John's impressions are clever and looks like more polite, against Linus's outspoken attitude but completely honest, but anyway after read a lot of controversial comments and what Stroustup said about his C++, finally I think that why do we have to chose one of them? Are always things black or white? I neither agree nor disagree with extreme positions ... people like discussions!

What do you think about agile software development? Is it suitable for all kind of software? Maybe it isn't, but, are you sure that you can't apply principles of agile programming to some parts of your non-agile development process? Well, like almost everything in the life, it isn't a black or white response, but a gray one.


Whether you have the chance to apply it or not, learn more about this topic is very useful to improve your programmer or analyst toolboox, and always you can extract only the interesting part to integrate it in your daily process, I think. At least that was what we did for the last year, creating a big infrastructure from the scratch, with a quite few resources and always with short schedules for intermediate deliverables. Follow is almost like a project postmortem, mostly at management level, I hope you find it useful, that is this post's target.

The target
Currently, the result of our work is helping to the SQA department to do their work faster and more reliable, and the tools we've created are being used in the production's department to trace and debug the applications they create. The statistics we generate and store by executing automated testcases, are very important for the management process. We are consolidating the basis of how the different modules of production's department are shipping and integrating theirs products (at least we're trying to). Also, we've created an intranet where all the company can communicate their issues to SQA department, with a normalized procedure to do that.

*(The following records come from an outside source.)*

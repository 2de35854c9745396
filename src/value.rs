//! User value codecs
//!
//! Maps application types to query arguments and back from decoded
//! elements. Only `String` and `BinaryString` elements carry user values.

use serde::de::DeserializeOwned;
use serde::Serialize;

use crate::error::{Result, SkyError};
use crate::protocol::{Element, Response};

/// Converts between an application type and its stored form
pub trait ValueCodec<T> {
    /// Encode `value` as a query argument
    fn encode(&self, value: &T) -> Result<Vec<u8>>;

    /// Decode `value` from a response element
    fn decode(&self, element: &Element) -> Result<T>;
}

/// Raw payload of a value-carrying element
fn payload(element: &Element) -> Result<&[u8]> {
    match element {
        Element::String(s) => Ok(s.as_bytes()),
        Element::BinaryString(bytes) => Ok(bytes),
        other => Err(SkyError::UnexpectedElement {
            expected: "String or BinaryString",
            found: other.element_type(),
        }),
    }
}

/// JSON text via serde_json
#[derive(Debug, Clone, Copy, Default)]
pub struct JsonCodec;

impl<T: Serialize + DeserializeOwned> ValueCodec<T> for JsonCodec {
    fn encode(&self, value: &T) -> Result<Vec<u8>> {
        Ok(serde_json::to_vec(value)?)
    }

    fn decode(&self, element: &Element) -> Result<T> {
        Ok(serde_json::from_slice(payload(element)?)?)
    }
}

/// Compact binary form via bincode
#[derive(Debug, Clone, Copy, Default)]
pub struct BincodeCodec;

impl<T: Serialize + DeserializeOwned> ValueCodec<T> for BincodeCodec {
    fn encode(&self, value: &T) -> Result<Vec<u8>> {
        Ok(bincode::serialize(value)?)
    }

    fn decode(&self, element: &Element) -> Result<T> {
        Ok(bincode::deserialize(payload(element)?)?)
    }
}

impl Element {
    /// Decode this element through a codec
    pub fn decode<T, C>(&self, codec: &C) -> Result<T>
    where
        C: ValueCodec<T> + ?Sized,
    {
        codec.decode(self)
    }
}

impl Response {
    /// Decode the root element through a codec
    pub fn decode<T, C>(&self, codec: &C) -> Result<T>
    where
        C: ValueCodec<T> + ?Sized,
    {
        codec.decode(self.element())
    }
}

It's an unfinished work, but for the things we got successfully, I'll try to expose here how we did it and what problems we found. How did we resolve them? What did we learn?

Team and work
Let's see, as you'll see in next paragraphs we needed to use an agile process, but the first and most important thing we didn't want was to spend a lot of time in the programmer training in terms like iteration, continuous process, pig/chicken roles, scrum master, features documents ... I assimilated all those concepts and then integrated them into our work pipeline, without give bored talks about agile to the team. We wanted to work and ship deliverables in a rapid pace, because we had short milestones and in the meantime we were developing tools, libraries, cluster, web, database and their integration, we wanted to improve certain numbers for the management. Well, really only a number. That number was the hardest part in the entire project. It was showing how many automated test cases we had, since it was used in the calculation of rate of return to justify our team work. Yes, everything must be viewed as a money problem in the end. But we can't increase that number without create a minimal technical infrastructure! It's a cyclical dependency!

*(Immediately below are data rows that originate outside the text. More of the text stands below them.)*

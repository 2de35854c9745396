//! Element definitions
//!
//! A decoded value node of a response tree.

use std::fmt;

use super::respcode::ResponseCode;

/// Wire type of an element
#[derive(Debug, Clone, Copy, PartialEq, Eq, Hash)]
pub enum ElementType {
    /// Unicode string, `+`
    String,
    /// Unsigned 64-bit integer, `:`
    UnsignedInt,
    /// Recursive array, `&`
    Array,
    /// Response code, `!`
    RespCode,
    /// Non-recursive array, `@+`, `@?` or legacy `_`
    FlatArray,
    /// Binary string, `?`
    BinaryString,
}

impl ElementType {
    pub fn name(self) -> &'static str {
        match self {
            ElementType::String => "String",
            ElementType::UnsignedInt => "UnsignedInt",
            ElementType::Array => "Array",
            ElementType::RespCode => "RespCode",
            ElementType::FlatArray => "FlatArray",
            ElementType::BinaryString => "BinaryString",
        }
    }
}

impl fmt::Display for ElementType {
    fn fmt(&self, f: &mut fmt::Formatter<'_>) -> fmt::Result {
        f.write_str(self.name())
    }
}

/// Array flavours the protocol can carry
#[derive(Debug, Clone, Copy, PartialEq, Eq, Hash)]
pub enum ArrayType {
    /// Members are any element, `&`
    Recursive,
    /// Members are unicode strings without their own symbol, `@+` (or legacy `_`)
    String,
    /// Members are binary strings without their own symbol, `@?`
    BinaryString,
}

/// Homogeneous, non-recursive array
#[derive(Debug, Clone, PartialEq, Eq)]
pub enum FlatArray {
    Str(Vec<String>),
    Binary(Vec<Vec<u8>>),
}

impl FlatArray {
    pub fn len(&self) -> usize {
        match self {
            FlatArray::Str(items) => items.len(),
            FlatArray::Binary(items) => items.len(),
        }
    }

    pub fn is_empty(&self) -> bool {
        self.len() == 0
    }

    pub fn array_type(&self) -> ArrayType {
        match self {
            FlatArray::Str(_) => ArrayType::String,
            FlatArray::Binary(_) => ArrayType::BinaryString,
        }
    }
}

/// One decoded value
///
/// Arrays own their children outright; trees never share nodes.
#[derive(Debug, Clone, PartialEq, Eq)]
pub enum Element {
    String(String),
    UnsignedInt(u64),
    Array(Vec<Element>),
    FlatArray(FlatArray),
    BinaryString(Vec<u8>),
    RespCode(ResponseCode),
}

impl Element {
    /// Get the element type
    pub fn element_type(&self) -> ElementType {
        match self {
            Element::String(_) => ElementType::String,
            Element::UnsignedInt(_) => ElementType::UnsignedInt,
            Element::Array(_) => ElementType::Array,
            Element::FlatArray(_) => ElementType::FlatArray,
            Element::BinaryString(_) => ElementType::BinaryString,
            Element::RespCode(_) => ElementType::RespCode,
        }
    }

    /// Array flavour, `None` for scalars
    pub fn array_type(&self) -> Option<ArrayType> {
        match self {
            Element::Array(_) => Some(ArrayType::Recursive),
            Element::FlatArray(flat) => Some(flat.array_type()),
            _ => None,
        }
    }

    pub fn as_str(&self) -> Option<&str> {
        match self {
            Element::String(s) => Some(s),
            _ => None,
        }
    }

    pub fn as_u64(&self) -> Option<u64> {
        match self {
            Element::UnsignedInt(n) => Some(*n),
            _ => None,
        }
    }

    pub fn as_array(&self) -> Option<&[Element]> {
        match self {
            Element::Array(items) => Some(items),
            _ => None,
        }
    }

    pub fn as_flat_array(&self) -> Option<&FlatArray> {
        match self {
            Element::FlatArray(flat) => Some(flat),
            _ => None,
        }
    }

    pub fn as_binary(&self) -> Option<&[u8]> {
        match self {
            Element::BinaryString(bytes) => Some(bytes),
            _ => None,
        }
    }

    pub fn as_resp_code(&self) -> Option<&ResponseCode> {
        match self {
            Element::RespCode(code) => Some(code),
            _ => None,
        }
    }
}

fn join<T: fmt::Display>(f: &mut fmt::Formatter<'_>, items: &[T]) -> fmt::Result {
    for (i, item) in items.iter().enumerate() {
        if i > 0 {
            f.write_str(", ")?;
        }
        write!(f, "{}", item)?;
    }
    Ok(())
}

/// Formats as `Type(Item)`, e.g. `String(hello)` or `BinaryString(1, 2, 3)`
impl fmt::Display for Element {
    fn fmt(&self, f: &mut fmt::Formatter<'_>) -> fmt::Result {
        write!(f, "{}(", self.element_type())?;
        match self {
            Element::String(s) => f.write_str(s)?,
            Element::UnsignedInt(n) => write!(f, "{}", n)?,
            Element::Array(items) => join(f, items)?,
            Element::FlatArray(FlatArray::Str(items)) => join(f, items)?,
            Element::FlatArray(FlatArray::Binary(items)) => {
                for (i, item) in items.iter().enumerate() {
                    if i > 0 {
                        f.write_str(", ")?;
                    }
                    f.write_str("[")?;
                    join(f, item)?;
                    f.write_str("]")?;
                }
            }
            Element::BinaryString(bytes) => join(f, bytes)?,
            Element::RespCode(code) => write!(f, "{}", code)?,
        }
        f.write_str(")")
    }
}

impl From<String> for Element {
    fn from(s: String) -> Self {
        Element::String(s)
    }
}

impl From<&str> for Element {
    fn from(s: &str) -> Self {
        Element::String(s.to_string())
    }
}

impl From<u64> for Element {
    fn from(n: u64) -> Self {
        Element::UnsignedInt(n)
    }
}

impl From<Vec<u8>> for Element {
    fn from(bytes: Vec<u8>) -> Self {
        Element::BinaryString(bytes)
    }
}

impl From<ResponseCode> for Element {
    fn from(code: ResponseCode) -> Self {
        Element::RespCode(code)
    }
}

So a work division was neccesary, due the limited number of developer we had. The division was accomplished in two ways: making sub-teams, one for tools, the other one for that magic number. And also, in certain moments, developers split their labor in two parts, programming some hours, and helping with the number the rest of the day. As you already know, developers are the most valuable asset in the company, so obviously we had to permute them to avoid their demotivation, and as result the entire team have a good cross-knowledge about the project. It is important. Nobody, individually speaking, is most important than other, only the global team and the inter-relationships are essentials.

Taking the control over the project
As you can read, targets were high enough being our resources so limited. We needed a process to handle that. More specifically an agile development process. I think here is where the project manager (in other cases the lead programmer doing management functions), have to do their work. By having in mind targets and times, as well as resources (how many programmers?) and their development (mixing junior and senior developers), you have to get the things running and giving us results.

Another of the things I wanted was to have the technical control about everything. It is an impossible issue, but you know that things can diverge. People have tendency to do the things the best they can, and although it isn't a bad action, when you're a lead developer you need to achieve a mix between fast and quality. Also as I said before, intermediate results were needed. So, we were updating a prioritized list of features every we wanted a new sub-product, feature, tools or procedure. Returning to the technical control, I meant that I always was getting feedback from developers. Helping them to solve any problem that can block them, and giving them advices about more technical parts that I have the experience about. Maybe it sounds a bit hard for people, but it isn't at all. You have to balance again between training, personal improvement and slight control, leaving to developers do their work, with their own ideas and code style, but continously retargeting them to the global team direction.

Anyway, I insist it can be viewed as a dictatorial technical leadership, but it is not at all. This it is because we had a lot of brainstorming meetings, and every decision and action was previously agreed with the sqa director and with the team as far as possible. In fact, I think you cannot make a really good decision entirely with your own. You need some feedback from your team and colleagues. Maybe your original decision will go as it, but by talking with people you can make some changes or to prepare some things for the future, and actually, they will be who develop that feature, so at least you need bear them in mind. What do you think? :)

Continuous meetings
To correctly apply agile principles, and to receive feedback continuously, we had daily meeting with developers working on a task. But I was clear here. Meetings was driven by something, with a clear target and no more than fifteen minutes long. These were tracking meetings, where the team talked about their progress and problems found, and I repeated targets, priorities and tasks for incoming labor day.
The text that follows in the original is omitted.